チャニング・テイタム主演、ローランド・エメリッヒ監督、
『ホワイトハウス・ダウン』、8/17、イオンシネマ筑紫野にて鑑賞。2013年37本目。
観る前はまったく期待していませんでした。
何しろ主演がチャニング・テイタムで、監督がローランド・エメリッヒですからね。
チャニング・テイタムの出演する映画を観て面白いと思ったことはないし(といっても『G.Iジョー』しか観たことないけど)、さらにローランド・エメリッヒとなると『2012』を観たときコイツの監督する映画は二度と観なくていいとすら思いました。
にもかかわらずなぜ本作を観に行ったかというと、この映画の前売り券を買った時点ではお盆休みが何となく暇そうだったからです(実際は結構忙しかったんですが)。お盆休みの時期に公開される新作映画がこれぐらいしかなかったんですよね。
前売り券を買って自分でも激しく後悔しましたよ。
エメリッヒの映画の前売り券を買うなんてバカじゃないのかって。
『スタートレック イントゥ・ダークネス』が16日から先行上映されると知った時、さらに落ち込みました。
もしそのことを知っていたら絶対本作の前売り券は買わなかったと思います。
そんな『ホワイトハウス・ダウン』にまったく期待していなかった自分が声を大にして言わせてもらいます。
『ホワイトハウス・ダウン』、めちゃめちゃ面白かったですよ。エンターティメント映画として非常によく出来ていました。エメリッヒをのことを思わず見直しちゃいました。
アメリカ大統領官邸であるホワイトハウスがテロリストに急襲され、陥落、主人公が単独でテロリストに戦いを挑み撃退するというプロットは6月に公開された
『エンド・オブ・ホワイトハウス』とまるきり同じです。つまり両者ともホワイトハウスを舞台にした『ダイハード』というわけですね。
しかし同じ『ダイハード』であっても、『エンド・オブ・ホワイトハウス』がシリーズ第4作ぐらいのクオリティだったのに対して、『ホワイトハウス・ダウン』はシリーズ第1作ぐらいといっていい、ぶっちぎりの面白さでした。
何が違うって、主役一人が超人的な活躍ですべてを解決してしまう『エンド・オブ・ホワイトハウス』に比べ、本作は登場人物の一人一人に何かしら見せ場が用意されてるんですよね。
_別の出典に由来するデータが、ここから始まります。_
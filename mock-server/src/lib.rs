//! In-memory fake of the Artifactory REST endpoints the client talks to.
//!
//! Everything is mounted under `/artifactory`. Requests are authenticated
//! with either basic credentials or an `X-JFrog-Art-Api` key, and any
//! `X-Checksum-Sha1` header is verified against the received body. Failures
//! use Artifactory's `{"errors":[{"status":..,"message":..}]}` shape, except
//! `/api/system/error` which answers with a plain-text 500.

use std::{
    collections::{BTreeMap, HashMap},
    sync::Arc,
};

use axum::{
    body::Bytes,
    extract::{Path, Query, State},
    http::{header, HeaderMap, StatusCode},
    response::{IntoResponse, Response},
    routing::get,
    Json, Router,
};
use base64::Engine;
use serde::{Deserialize, Serialize};
use serde_json::json;
use sha1::{Digest, Sha1};
use tokio::{net::TcpListener, sync::RwLock};

pub const API_KEY_HEADER: &str = "x-jfrog-art-api";
pub const CHECKSUM_HEADER: &str = "x-checksum-sha1";

#[derive(Clone, Debug)]
pub struct Credentials {
    pub username: String,
    pub password: String,
    pub token: String,
}

impl Default for Credentials {
    fn default() -> Self {
        Self {
            username: "admin".to_string(),
            password: "password".to_string(),
            token: "test-api-key".to_string(),
        }
    }
}

#[derive(Clone, Debug, PartialEq, Serialize, Deserialize)]
pub struct RepositoryConfig {
    #[serde(default)]
    pub key: String,
    pub rclass: String,
    #[serde(rename = "packageType", default = "default_package_type")]
    pub package_type: String,
    #[serde(default, skip_serializing_if = "Option::is_none")]
    pub description: Option<String>,
}

fn default_package_type() -> String {
    "generic".to_string()
}

#[derive(Deserialize)]
pub struct RepositoryUpdate {
    pub description: Option<String>,
    #[serde(rename = "packageType")]
    pub package_type: Option<String>,
}

#[derive(Clone, Debug, PartialEq, Serialize, Deserialize)]
pub struct RepositorySummary {
    pub key: String,
    #[serde(rename = "type")]
    pub repo_type: String,
    pub url: String,
}

#[derive(Clone, Debug, PartialEq, Serialize, Deserialize)]
pub struct DeployedArtifact {
    pub repo: String,
    pub path: String,
    pub size: usize,
    pub checksums: Checksums,
}

#[derive(Clone, Debug, PartialEq, Serialize, Deserialize)]
pub struct Checksums {
    pub sha1: String,
}

#[derive(Deserialize)]
pub struct ListQuery {
    #[serde(rename = "type")]
    pub repo_type: Option<String>,
}

pub struct Store {
    credentials: Credentials,
    repos: RwLock<BTreeMap<String, RepositoryConfig>>,
    artifacts: RwLock<HashMap<(String, String), Vec<u8>>>,
}

pub type Db = Arc<Store>;

/// Error response in Artifactory's error-list shape.
#[derive(Debug)]
pub struct ApiFailure {
    status: StatusCode,
    message: String,
}

impl ApiFailure {
    fn new(status: StatusCode, message: impl Into<String>) -> Self {
        Self {
            status,
            message: message.into(),
        }
    }
}

impl IntoResponse for ApiFailure {
    fn into_response(self) -> Response {
        let body = json!({
            "errors": [{ "status": self.status.as_u16(), "message": self.message }]
        });
        (self.status, Json(body)).into_response()
    }
}

pub fn app() -> Router {
    app_with_credentials(Credentials::default())
}

pub fn app_with_credentials(credentials: Credentials) -> Router {
    let db: Db = Arc::new(Store {
        credentials,
        repos: RwLock::new(BTreeMap::new()),
        artifacts: RwLock::new(HashMap::new()),
    });
    let api = Router::new()
        .route("/api/system/ping", get(ping))
        .route("/api/system/error", get(server_error))
        .route("/api/repositories", get(list_repositories))
        .route(
            "/api/repositories/{key}",
            get(get_repository)
                .put(create_repository)
                .post(update_repository)
                .delete(delete_repository),
        )
        .route("/{repo}/{*path}", get(download_artifact).put(deploy_artifact))
        .with_state(db);
    Router::new().nest("/artifactory", api)
}

pub async fn run(listener: TcpListener) -> Result<(), std::io::Error> {
    axum::serve(listener, app()).await
}

pub fn sha1_hex(data: &[u8]) -> String {
    Sha1::digest(data)
        .iter()
        .map(|b| format!("{b:02x}"))
        .collect()
}

fn authorize(db: &Store, headers: &HeaderMap) -> Result<(), ApiFailure> {
    let api_key = headers.get(API_KEY_HEADER).and_then(|v| v.to_str().ok());
    let basic = headers
        .get(header::AUTHORIZATION)
        .and_then(|v| v.to_str().ok())
        .and_then(|v| v.strip_prefix("Basic "));

    let authorized = match (api_key, basic) {
        (Some(_), Some(_)) => {
            return Err(ApiFailure::new(
                StatusCode::BAD_REQUEST,
                "Both basic credentials and an API key were supplied",
            ))
        }
        (Some(key), None) => key == db.credentials.token,
        (None, Some(encoded)) => base64::engine::general_purpose::STANDARD
            .decode(encoded)
            .ok()
            .and_then(|raw| String::from_utf8(raw).ok())
            .is_some_and(|pair| {
                pair == format!("{}:{}", db.credentials.username, db.credentials.password)
            }),
        (None, None) => false,
    };

    if authorized {
        Ok(())
    } else {
        tracing::warn!("rejected unauthenticated request");
        Err(ApiFailure::new(StatusCode::UNAUTHORIZED, "Bad credentials"))
    }
}

fn verify_checksum(headers: &HeaderMap, body: &[u8]) -> Result<(), ApiFailure> {
    let Some(expected) = headers.get(CHECKSUM_HEADER).and_then(|v| v.to_str().ok()) else {
        return Ok(());
    };
    let actual = sha1_hex(body);
    if expected == actual {
        Ok(())
    } else {
        Err(ApiFailure::new(
            StatusCode::CONFLICT,
            format!("Checksum mismatch: header {expected}, computed {actual}"),
        ))
    }
}

fn require_json(headers: &HeaderMap) -> Result<(), ApiFailure> {
    let is_json = headers
        .get(header::CONTENT_TYPE)
        .and_then(|v| v.to_str().ok())
        .is_some_and(|v| v.starts_with("application/json"));
    if is_json {
        Ok(())
    } else {
        Err(ApiFailure::new(
            StatusCode::UNSUPPORTED_MEDIA_TYPE,
            "Content-Type must be application/json",
        ))
    }
}

fn repository_not_found(key: &str) -> ApiFailure {
    ApiFailure::new(StatusCode::NOT_FOUND, format!("Repository {key} not found"))
}

async fn ping() -> &'static str {
    "OK"
}

async fn server_error() -> (StatusCode, &'static str) {
    (StatusCode::INTERNAL_SERVER_ERROR, "internal server error")
}

async fn list_repositories(
    State(db): State<Db>,
    headers: HeaderMap,
    Query(query): Query<ListQuery>,
    body: Bytes,
) -> Result<Json<Vec<RepositorySummary>>, ApiFailure> {
    authorize(&db, &headers)?;
    verify_checksum(&headers, &body)?;
    let repos = db.repos.read().await;
    let summaries = repos
        .values()
        .filter(|r| {
            query
                .repo_type
                .as_deref()
                .map_or(true, |t| r.rclass.eq_ignore_ascii_case(t))
        })
        .map(|r| RepositorySummary {
            key: r.key.clone(),
            repo_type: r.rclass.to_uppercase(),
            url: format!("/artifactory/{}", r.key),
        })
        .collect();
    Ok(Json(summaries))
}

async fn get_repository(
    State(db): State<Db>,
    headers: HeaderMap,
    Path(key): Path<String>,
) -> Result<Json<RepositoryConfig>, ApiFailure> {
    authorize(&db, &headers)?;
    let repos = db.repos.read().await;
    repos
        .get(&key)
        .cloned()
        .map(Json)
        .ok_or_else(|| repository_not_found(&key))
}

async fn create_repository(
    State(db): State<Db>,
    headers: HeaderMap,
    Path(key): Path<String>,
    body: Bytes,
) -> Result<String, ApiFailure> {
    authorize(&db, &headers)?;
    verify_checksum(&headers, &body)?;
    require_json(&headers)?;
    let mut config: RepositoryConfig = serde_json::from_slice(&body).map_err(|e| {
        ApiFailure::new(
            StatusCode::BAD_REQUEST,
            format!("Invalid repository configuration: {e}"),
        )
    })?;
    config.key = key.clone();

    let mut repos = db.repos.write().await;
    if repos.contains_key(&key) {
        return Err(ApiFailure::new(
            StatusCode::BAD_REQUEST,
            format!("Repository {key} already exists"),
        ));
    }
    repos.insert(key.clone(), config);
    Ok(format!("Successfully created repository '{key}'"))
}

async fn update_repository(
    State(db): State<Db>,
    headers: HeaderMap,
    Path(key): Path<String>,
    body: Bytes,
) -> Result<String, ApiFailure> {
    authorize(&db, &headers)?;
    verify_checksum(&headers, &body)?;
    let update: RepositoryUpdate = serde_json::from_slice(&body).map_err(|e| {
        ApiFailure::new(
            StatusCode::BAD_REQUEST,
            format!("Invalid repository configuration: {e}"),
        )
    })?;

    let mut repos = db.repos.write().await;
    let repo = repos.get_mut(&key).ok_or_else(|| repository_not_found(&key))?;
    if let Some(description) = update.description {
        repo.description = Some(description);
    }
    if let Some(package_type) = update.package_type {
        repo.package_type = package_type;
    }
    Ok(format!("Repository {key} update successfully."))
}

async fn delete_repository(
    State(db): State<Db>,
    headers: HeaderMap,
    Path(key): Path<String>,
    body: Bytes,
) -> Result<String, ApiFailure> {
    authorize(&db, &headers)?;
    verify_checksum(&headers, &body)?;
    db.repos
        .write()
        .await
        .remove(&key)
        .ok_or_else(|| repository_not_found(&key))?;
    db.artifacts.write().await.retain(|(repo, _), _| repo != &key);
    Ok(format!(
        "Repository {key} and all its content have been removed successfully."
    ))
}

async fn deploy_artifact(
    State(db): State<Db>,
    headers: HeaderMap,
    Path((repo, path)): Path<(String, String)>,
    body: Bytes,
) -> Result<(StatusCode, Json<DeployedArtifact>), ApiFailure> {
    authorize(&db, &headers)?;
    verify_checksum(&headers, &body)?;
    if !db.repos.read().await.contains_key(&repo) {
        return Err(repository_not_found(&repo));
    }
    let deployed = DeployedArtifact {
        repo: repo.clone(),
        path: path.clone(),
        size: body.len(),
        checksums: Checksums {
            sha1: sha1_hex(&body),
        },
    };
    db.artifacts.write().await.insert((repo, path), body.to_vec());
    Ok((StatusCode::CREATED, Json(deployed)))
}

async fn download_artifact(
    State(db): State<Db>,
    headers: HeaderMap,
    Path((repo, path)): Path<(String, String)>,
) -> Result<Vec<u8>, ApiFailure> {
    authorize(&db, &headers)?;
    let artifacts = db.artifacts.read().await;
    artifacts
        .get(&(repo.clone(), path.clone()))
        .cloned()
        .ok_or_else(|| ApiFailure::new(StatusCode::NOT_FOUND, format!("File not found: {repo}/{path}")))
}

#[cfg(test)]
mod tests {
    use super::*;

    #[test]
    fn repository_config_defaults_package_type() {
        let config: RepositoryConfig = serde_json::from_str(r#"{"rclass":"local"}"#).unwrap();
        assert_eq!(config.package_type, "generic");
        assert!(config.key.is_empty());
        assert!(config.description.is_none());
    }

    #[test]
    fn repository_config_rejects_missing_rclass() {
        let result: Result<RepositoryConfig, _> = serde_json::from_str(r#"{"key":"libs"}"#);
        assert!(result.is_err());
    }

    #[test]
    fn summary_serializes_type_field() {
        let summary = RepositorySummary {
            key: "libs".to_string(),
            repo_type: "LOCAL".to_string(),
            url: "/artifactory/libs".to_string(),
        };
        let json = serde_json::to_value(&summary).unwrap();
        assert_eq!(json["type"], "LOCAL");
    }

    #[test]
    fn checksum_header_must_match_body() {
        let mut headers = HeaderMap::new();
        headers.insert(CHECKSUM_HEADER, sha1_hex(b"abc").parse().unwrap());
        assert!(verify_checksum(&headers, b"abc").is_ok());
        let err = verify_checksum(&headers, b"abd").unwrap_err();
        assert_eq!(err.status, StatusCode::CONFLICT);
    }

    #[test]
    fn missing_checksum_header_is_accepted() {
        assert!(verify_checksum(&HeaderMap::new(), b"anything").is_ok());
    }

    #[test]
    fn failure_renders_error_list() {
        let failure = ApiFailure::new(StatusCode::NOT_FOUND, "Repository libs not found");
        let response = failure.into_response();
        assert_eq!(response.status(), StatusCode::NOT_FOUND);
    }
}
それはホワイトハウス見学ツアーのガイドのにーちゃんという端役も例外でなく、彼の終盤の働きには思わず快哉を叫びたくなりましたよ。
あと伏線の張り方も雲泥の差でしたね。
例えば『エンド・オブ・ホワイトハウス』では大統領と主人公がボクシングのスパーリングをするシーンで始まります。
そういうシーンがあれば、そうか、この大統領はボクシングの経験があるのか、じゃこのあとその経験を活かすシーンがあるのかな、と思うじゃないですか。
でもその後、大統領がボクシングの腕前を披露することはありません。何しろずっと掴まったままなので。
なので、ボクシングのスパーリングのシーンは別段フェンシングでもチェスでも何でも構わなかったということになります。
一方『ホワイトハウス・ダウン』では冒頭主人公のジョンが娘のエミリーに学芸会を忘れたことを謝るシーンがあります。
そういったシーン自体はありがちなんですが、エミリーが学芸会で披露した演目が『旗振り』なんですよ。
学芸会の演目が旗振りなんて聞いたことがないですよね。
変な演目だなと思ったんですが、それがきちんと伏線になってるんです。
伏線がどのように回収されるかまでは言いませんが、回収されたとき、おぉ~と感心してしまいましたね。
作品全般にユーモアがあるのも好みでした。
お笑い担当が他でもない、ジェイミー・フォックス演じる大統領ソイヤーなんですよ。
彼は軍隊経験がないという設定で、最初ジョンに助け出されたときは足手まとい以外の何ものでもないのですが、行動を共にするうち、ジョンを援護しようとします。
でもその姿が様になってなくて笑えるんです。
細かいところがいくつか気になりましたが、テロリストに占拠されたホワイトハウス内部からの情報提供者の名前をマスコミが晒すなど、どれもギリギリ許容範囲でした。
この夏は『パシフィック・リム』を筆頭にいくつもエンターティメント大作が公開されていますが、出来ればこの『ホワイトハウス・ダウン』のことも忘れずにいて欲しいです。
お薦めです。
お気に入り度は★★★★☆、お薦め度は★★★★(★は五つで満点、☆は★の半分)です。